Luteolin exists mainly in glycosylated form in many types of plants, including fruits, vegetables, and medicinal herbs. Our laboratory recently demonstrated that cynaroside, the glycosylated form of luteolin, prevents oxidative injury to cardiac myocytes. Cynaroside is first hydrolyzed into luteolin in the intestinal tract, and then subsequently absorbed and metabolized (Ying et al., 2008). Moreover, luteolin shows various beneficial activities, including cardiovascular protection, anti-inflammatory activity, anticancer activity, and other biological activities (Lopez-Lazaro, 2009, Park et al., 2007b, Seelinger et al., 2008), most of these effects are connected with its antioxidative function. Data from in vitro studies also demonstrate that luteolin exerts prominent antioxidative effects (Rice-Evans et al., 1996). Luteolin has significant protective effects against myocardial ischemia injury (Liao et al., 2011, Rump et al., 1995). Moreover, epidemiological studies have revealed that a high dietary intake of luteolin can significantly reduce the risk of acute myocardial infarction and decrease mortality from cardiovascular diseases (Marniemi et al., 2005, Mink et al., 2007). These studies highlighted the potential function of luteolin in the prevention and treatment of cardiovascular diseases. However, the cellular and molecular mechanisms of luteolin-mediated cardiovascular protection still need to be defined.
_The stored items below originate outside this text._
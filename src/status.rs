//! Status effects.
//!
//! A status effect is a named bundle of stat modifiers. Applying it tags
//! every modifier with the effect id as source, so removal is a single
//! `remove_all_modifiers_from(id)`.

use crate::category::StatCategory;
use crate::modifier::{Modifier, ModifierKind};
use serde::{Deserialize, Serialize};

/// One stat adjustment inside a status effect.
#[derive(Debug, Clone, PartialEq, Serialize, Deserialize)]
pub struct EffectModifier {
    pub category: StatCategory,
    #[serde(flatten)]
    pub kind: ModifierKind,
}

/// A named bundle of modifiers (a buff or a debuff).
///
/// # Examples
///
/// ```rust
/// use zzcombat::{Modifier, StatCategory, StatusEffect};
///
/// let shield = StatusEffect::new("shield_of_faith")
///     .with_modifier(StatCategory::armor_class(), Modifier::flat(2, "").kind);
///
/// let (category, modifier) = shield.modifiers_tagged().next().unwrap();
/// assert_eq!(category, &StatCategory::armor_class());
/// assert_eq!(modifier.source, "shield_of_faith");
/// ```
#[derive(Debug, Clone, PartialEq, Serialize, Deserialize)]
pub struct StatusEffect {
    pub id: String,
    #[serde(default)]
    pub modifiers: Vec<EffectModifier>,
}

impl StatusEffect {
    pub fn new(id: impl Into<String>) -> Self {
        Self {
            id: id.into(),
            modifiers: Vec::new(),
        }
    }

    pub fn with_modifier(mut self, category: StatCategory, kind: ModifierKind) -> Self {
        self.modifiers.push(EffectModifier { category, kind });
        self
    }

    /// The effect's modifiers, each tagged with this effect as source.
    pub fn modifiers_tagged(&self) -> impl Iterator<Item = (&StatCategory, Modifier)> {
        self.modifiers
            .iter()
            .map(|m| (&m.category, Modifier::new(m.kind.clone(), self.id.clone())))
    }
}
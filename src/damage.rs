//! Damage and healing pipeline.
//!
//! `modify_*` functions are pure: they compute what a receiver would take.
//! `receive_*` functions apply the modified amount to the encounter,
//! publishing events before the receiver's health changes.

use crate::character::Character;
use crate::encounter::Encounter;
use crate::entity::EntityId;
use crate::error::CombatError;
use crate::events::{CharacterDowned, DamageDealt, DamageTaken, Healed, HealingDone};
use crate::vitals::DamageType;
use serde::{Deserialize, Serialize};
use std::collections::BTreeMap;
use std::rc::Rc;
use tracing::debug;

/// Damage on its way from a source to a target, split by type.
#[derive(Debug, Clone, PartialEq, Eq, Serialize, Deserialize)]
pub struct DamageContext {
    pub source: EntityId,
    pub target: EntityId,
    pub by_type: BTreeMap<DamageType, i32>,
}

impl DamageContext {
    pub fn new(source: EntityId, target: EntityId) -> Self {
        Self {
            source,
            target,
            by_type: BTreeMap::new(),
        }
    }

    /// Add `amount` of `damage_type`.
    pub fn with(mut self, damage_type: DamageType, amount: i32) -> Self {
        let slot = self.by_type.entry(damage_type).or_insert(0);
        *slot = slot.saturating_add(amount);
        self
    }

    pub fn total(&self) -> i32 {
        self.by_type
            .values()
            .fold(0i32, |acc, v| acc.saturating_add(*v))
    }
}

/// Healing on its way from a source to a target.
#[derive(Debug, Clone, PartialEq, Eq, Serialize, Deserialize)]
pub struct HealingContext {
    pub source: EntityId,
    pub target: EntityId,
    pub amount: i32,
}

impl HealingContext {
    pub fn new(source: EntityId, target: EntityId, amount: i32) -> Self {
        Self {
            source,
            target,
            amount,
        }
    }
}

/// Subtract the receiver's resistance from each damage type, flooring each
/// at zero.
///
/// # Examples
///
/// ```rust
/// use zzcombat::damage::{modify_damage, DamageContext};
/// use zzcombat::{Character, DamageType, EntityId, Resistances, Vitals};
///
/// let knight = Character::new("knight", "Knight")
///     .with_vitals(Vitals::with_health(30).unwrap())
///     .with_resistances(Resistances::new().with(DamageType::Physical, 3));
///
/// let hit = DamageContext::new(EntityId::from_str("orc"), EntityId::from_str("knight"))
///     .with(DamageType::Physical, 10)
///     .with(DamageType::Magical, 2);
/// assert_eq!(modify_damage(&knight, &hit).unwrap().total(), 9);
///
/// let scratch = DamageContext::new(EntityId::from_str("orc"), EntityId::from_str("knight"))
///     .with(DamageType::Physical, 1);
/// assert_eq!(modify_damage(&knight, &scratch).unwrap().total(), 0);
/// ```
pub fn modify_damage(
    receiver: &Character,
    ctx: &DamageContext,
) -> Result<DamageContext, CombatError> {
    receiver.require_damage_receiver()?;
    let resistances = receiver.resistances()?;
    let by_type = ctx
        .by_type
        .iter()
        .map(|(damage_type, amount)| {
            let reduced = amount.saturating_sub(resistances.resistance(*damage_type));
            (*damage_type, reduced.max(0))
        })
        .collect();
    Ok(DamageContext {
        source: ctx.source.clone(),
        target: ctx.target.clone(),
        by_type,
    })
}

/// Apply damage to its target. Returns the amount dealt.
///
/// Nothing happens when the modified total is not positive. Otherwise
/// `DamageTaken` goes to the target and `DamageDealt` to the source, then the
/// target loses health. `CharacterDowned` follows if this took the target to
/// zero.
pub fn receive_damage(encounter: &mut Encounter, ctx: &DamageContext) -> Result<i32, CombatError> {
    let modified = modify_damage(encounter.character(&ctx.target)?, ctx)?;
    let total = modified.total();
    if total <= 0 {
        debug!(source = %ctx.source, target = %ctx.target, "damage fully resisted");
        return Ok(0);
    }

    let bus = Rc::clone(encounter.bus());
    bus.publish(
        &modified.target,
        &DamageTaken {
            target: modified.target.clone(),
            source: modified.source.clone(),
            amount: total,
            by_type: modified.by_type.clone(),
        },
    );
    bus.publish(
        &modified.source,
        &DamageDealt {
            source: modified.source.clone(),
            target: modified.target.clone(),
            amount: total,
        },
    );

    let receiver = encounter.character_mut(&modified.target)?;
    let was_down = !receiver.is_alive();
    receiver.vitals_mut()?.take_damage(total)?;
    let downed = !was_down && !receiver.is_alive();
    debug!(
        source = %modified.source,
        target = %modified.target,
        amount = total,
        remaining = receiver.vitals()?.current_health(),
        "damage received"
    );

    if downed {
        bus.publish(
            &modified.target,
            &CharacterDowned {
                entity: modified.target.clone(),
                by: modified.source.clone(),
            },
        );
    }
    Ok(total)
}

/// Cap healing so the receiver does not exceed its maximum health.
pub fn modify_healing(
    receiver: &Character,
    ctx: &HealingContext,
) -> Result<HealingContext, CombatError> {
    receiver.require_damage_receiver()?;
    let vitals = receiver.vitals()?;
    let headroom = (vitals.max_health() - vitals.current_health()).max(0);
    Ok(HealingContext {
        source: ctx.source.clone(),
        target: ctx.target.clone(),
        amount: ctx.amount.clamp(0, headroom),
    })
}

/// Apply healing to its target. Returns the amount healed.
///
/// Mirrors [`receive_damage`]: nothing happens for a non-positive amount,
/// otherwise `Healed` and `HealingDone` are published before health changes.
pub fn receive_healing(
    encounter: &mut Encounter,
    ctx: &HealingContext,
) -> Result<i32, CombatError> {
    let modified = modify_healing(encounter.character(&ctx.target)?, ctx)?;
    if modified.amount <= 0 {
        return Ok(0);
    }

    let bus = Rc::clone(encounter.bus());
    bus.publish(
        &modified.target,
        &Healed {
            target: modified.target.clone(),
            source: modified.source.clone(),
            amount: modified.amount,
        },
    );
    bus.publish(
        &modified.source,
        &HealingDone {
            source: modified.source.clone(),
            target: modified.target.clone(),
            amount: modified.amount,
        },
    );

    encounter
        .character_mut(&modified.target)?
        .vitals_mut()?
        .take_heal(modified.amount)?;
    debug!(
        source = %modified.source,
        target = %modified.target,
        amount = modified.amount,
        "healing received"
    );
    Ok(modified.amount)
}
The expression of heme oxygenase-1 (HO-1), one of the major antioxidative/cytoprotective enzymes, is induced by various stimuli, such as oxidative stress, heavy metals, pro-inflammatory cytokines, UV irradiation, and thiol-reactive substances, suggesting that HO-1 may play a critical role in cytoprotection (Park et al., 2007a). Enhanced HO-1 expression can reduce the incidence of oxidant-induced cell damage (Ryter et al., 2002). NF-E2-related factor (Nrf2), a redox-sensitive transcription factor capable of interacting with antioxidant response elements (AREs), plays a key role in the transcriptional activation of HO-1 gene expression (Choi and Alam, 1996). Recently, emerging evidence has revealed that the induction of HO-1 through Nrf2 activation confers protection against oxidative stress in the heart (Zhu et al., 2005, Zhu et al., 2008). In particular, luteolin has been shown to induce neurite outgrowth and augment cellular antioxidant defense capacity through the ERK-dependent induction of Nrf2-driven HO-1 expression (Lin et al., 2010). Therefore, an intriguing issue is whether or not luteolin activates Nrf2 and the subsequent up-regulation of HO-1 expression to suppress oxidative stress in myocytes.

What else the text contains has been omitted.